// Copyright (c) Microsoft Corporation.
// Licensed under the MIT License.

use anyhow::{anyhow, Context as _};
use appx_signature::origin::describe_extensions;
use appx_signature::{
    DigestMap, SignatureValidator, SignedContainer, TrustAnchorConfig, ValidationOptions,
};
use std::io::Cursor;
use std::path::{Path, PathBuf};
use tracing_subscriber::prelude::*;
use tracing_subscriber::EnvFilter;

fn usage() -> &'static str {
    concat!(
        "appx-signature-demo\n\n",
        "USAGE:\n",
        "  appx-signature-demo validate --p7x <path> --trusted-roots <pem>\n",
        "      [--allow-unknown-origin] [--skip-signature] [--dump-extensions]\n\n",
        "NOTES:\n",
        "  --trusted-roots is a file of concatenated PEM certificates.\n",
        "  Set RUST_LOG=appx_signature=trace to see path construction diagnostics.\n",
    )
}

fn read_all(path: &Path) -> anyhow::Result<Vec<u8>> {
    std::fs::read(path).with_context(|| format!("failed to read: {}", path.display()))
}

fn dump_extensions(p7x: &[u8]) -> anyhow::Result<()> {
    let container = SignedContainer::read_from(&mut Cursor::new(p7x))
        .context("failed to parse p7x container")?;
    let chain = container
        .signer_certificates()
        .context("failed to decode signer certificates")?;

    for (index, cert) in chain.iter().enumerate() {
        println!("certificate #{index}: {}", cert.subject());
        for ext in describe_extensions(cert)? {
            let critical = if ext.critical { " (critical)" } else { "" };
            println!("  {}{critical}: {}", ext.name, ext.value);
        }
    }
    Ok(())
}

fn main() -> anyhow::Result<()> {
    let filter = EnvFilter::try_from_default_env().unwrap_or_else(|_| EnvFilter::new("warn"));
    tracing_subscriber::registry()
        .with(filter)
        .with(tracing_subscriber::fmt::layer().with_target(false))
        .init();

    let mut args = std::env::args().skip(1);

    let Some(cmd) = args.next() else {
        return Err(anyhow!(usage()));
    };

    if cmd != "validate" {
        return Err(anyhow!(usage()));
    }

    let mut p7x_path: Option<PathBuf> = None;
    let mut roots_path: Option<PathBuf> = None;
    let mut options = ValidationOptions::default();
    let mut dump = false;

    while let Some(a) = args.next() {
        match a.as_str() {
            "--p7x" => {
                let p = args.next().ok_or_else(|| anyhow!("--p7x requires a path"))?;
                p7x_path = Some(PathBuf::from(p));
            }
            "--trusted-roots" => {
                let p = args
                    .next()
                    .ok_or_else(|| anyhow!("--trusted-roots requires a path"))?;
                roots_path = Some(PathBuf::from(p));
            }
            "--allow-unknown-origin" => options.allow_unknown_origin = true,
            "--skip-signature" => options.skip_signature = true,
            "--dump-extensions" => dump = true,
            "--help" | "-h" => {
                return Err(anyhow!(usage()));
            }
            other => {
                return Err(anyhow!(format!("Unknown arg: {other}\n\n{}", usage())));
            }
        }
    }

    let p7x_path = p7x_path.ok_or_else(|| anyhow!("--p7x is required\n\n{}", usage()))?;
    let roots_path =
        roots_path.ok_or_else(|| anyhow!("--trusted-roots is required\n\n{}", usage()))?;

    let p7x = read_all(&p7x_path)?;
    let bundle = String::from_utf8(read_all(&roots_path)?)
        .with_context(|| format!("trusted roots are not UTF-8: {}", roots_path.display()))?;
    let roots = TrustAnchorConfig::from_pem_bundle(&bundle);
    tracing::debug!(roots = roots.len(), "loaded trusted roots");

    if dump {
        dump_extensions(&p7x)?;
    }

    let validator = SignatureValidator::new(roots);
    let mut digests = DigestMap::new();
    let outcome = validator
        .validate(&options, &mut Cursor::new(p7x), &mut digests)
        .context("validation failed")?;

    println!("validated: {}", outcome.validated);
    println!("origin: {}", outcome.origin);

    Ok(())
}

··········

# AIM OF THE TASK
What you return must match the listing above exactly, with every line included.

# TASK RESULT
// Copyright (c) Microsoft Corporation.
// Licensed under the MIT License.

use anyhow::{anyhow, Context as _};
use appx_signature::origin::describe_extensions;
use appx_signature::{
    DigestMap, SignatureValidator, SignedContainer, TrustAnchorConfig, ValidationOptions,
};
use std::io::Cursor;
use std::path::{Path, PathBuf};
use tracing_subscriber::prelude::*;
use tracing_subscriber::EnvFilter;

fn usage() -> &'static str {
    concat!(
        "appx-signature-demo\n\n",
        "USAGE:\n",
        "  appx-signature-demo validate --p7x <path> --trusted-roots <pem>\n",
        "      [--allow-unknown-origin] [--skip-signature] [--dump-extensions]\n\n",
        "NOTES:\n",
        "  --trusted-roots is a file of concatenated PEM certificates.\n",
        "  Set RUST_LOG=appx_signature=trace to see path construction diagnostics.\n",
    )
}

fn read_all(path: &Path) -> anyhow::Result<Vec<u8>> {
    std::fs::read(path).with_context(|| format!("failed to read: {}", path.display()))
}

fn dump_extensions(p7x: &[u8]) -> anyhow::Result<()> {
    let container = SignedContainer::read_from(&mut Cursor::new(p7x))
        .context("failed to parse p7x container")?;
    let chain = container
        .signer_certificates()
        .context("failed to decode signer certificates")?;

    for (index, cert) in chain.iter().enumerate() {
        println!("certificate #{index}: {}", cert.subject());
        for ext in describe_extensions(cert)? {
            let critical = if ext.critical { " (critical)" } else { "" };
            println!("  {}{critical}: {}", ext.name, ext.value);
        }
    }
    Ok(())
}

fn main() -> anyhow::Result<()> {
    let filter = EnvFilter::try_from_default_env().unwrap_or_else(|_| EnvFilter::new("warn"));
    tracing_subscriber::registry()
        .with(filter)
        .with(tracing_subscriber::fmt::layer().with_target(false))
        .init();

    let mut args = std::env::args().skip(1);

    let Some(cmd) = args.next() else {
        return Err(anyhow!(usage()));
    };

    if cmd != "validate" {
        return Err(anyhow!(usage()));
    }

    let mut p7x_path: Option<PathBuf> = None;
    let mut roots_path: Option<PathBuf> = None;
    let mut options = ValidationOptions::default();
    let mut dump = false;

    while let Some(a) = args.next() {
        match a.as_str() {
            "--p7x" => {
                let p = args.next().ok_or_else(|| anyhow!("--p7x requires a path"))?;
                p7x_path = Some(PathBuf::from(p));
            }
            "--trusted-roots" => {
                let p = args
                    .next()
                    .ok_or_else(|| anyhow!("--trusted-roots requires a path"))?;
                roots_path = Some(PathBuf::from(p));
            }
            "--allow-unknown-origin" => options.allow_unknown_origin = true,
            "--skip-signature" => options.skip_signature = true,
            "--dump-extensions" => dump = true,
            "--help" | "-h" => {
                return Err(anyhow!(usage()));
            }
            other => {
                return Err(anyhow!(format!("Unknown arg: {other}\n\n{}", usage())));
            }
        }
    }

    let p7x_path = p7x_path.ok_or_else(|| anyhow!("--p7x is required\n\n{}", usage()))?;
    let roots_path =
        roots_path.ok_or_else(|| anyhow!("--trusted-roots is required\n\n{}", usage()))?;

    let p7x = read_all(&p7x_path)?;
    let bundle = String::from_utf8(read_all(&roots_path)?)
        .with_context(|| format!("trusted roots are not UTF-8: {}", roots_path.display()))?;
    let roots = TrustAnchorConfig::from_pem_bundle(&bundle);
    tracing::debug!(roots = roots.len(), "loaded trusted roots");

    if dump {
        dump_extensions(&p7x)?;
    }

    let validator = SignatureValidator::new(roots);
    let mut digests = DigestMap::new();
    let outcome = validator
        .validate(&options, &mut Cursor::new(p7x), &mut digests)
        .context("validation failed")?;

    println!("validated: {}", outcome.validated);
    println!("origin: {}", outcome.origin);

    Ok(())
}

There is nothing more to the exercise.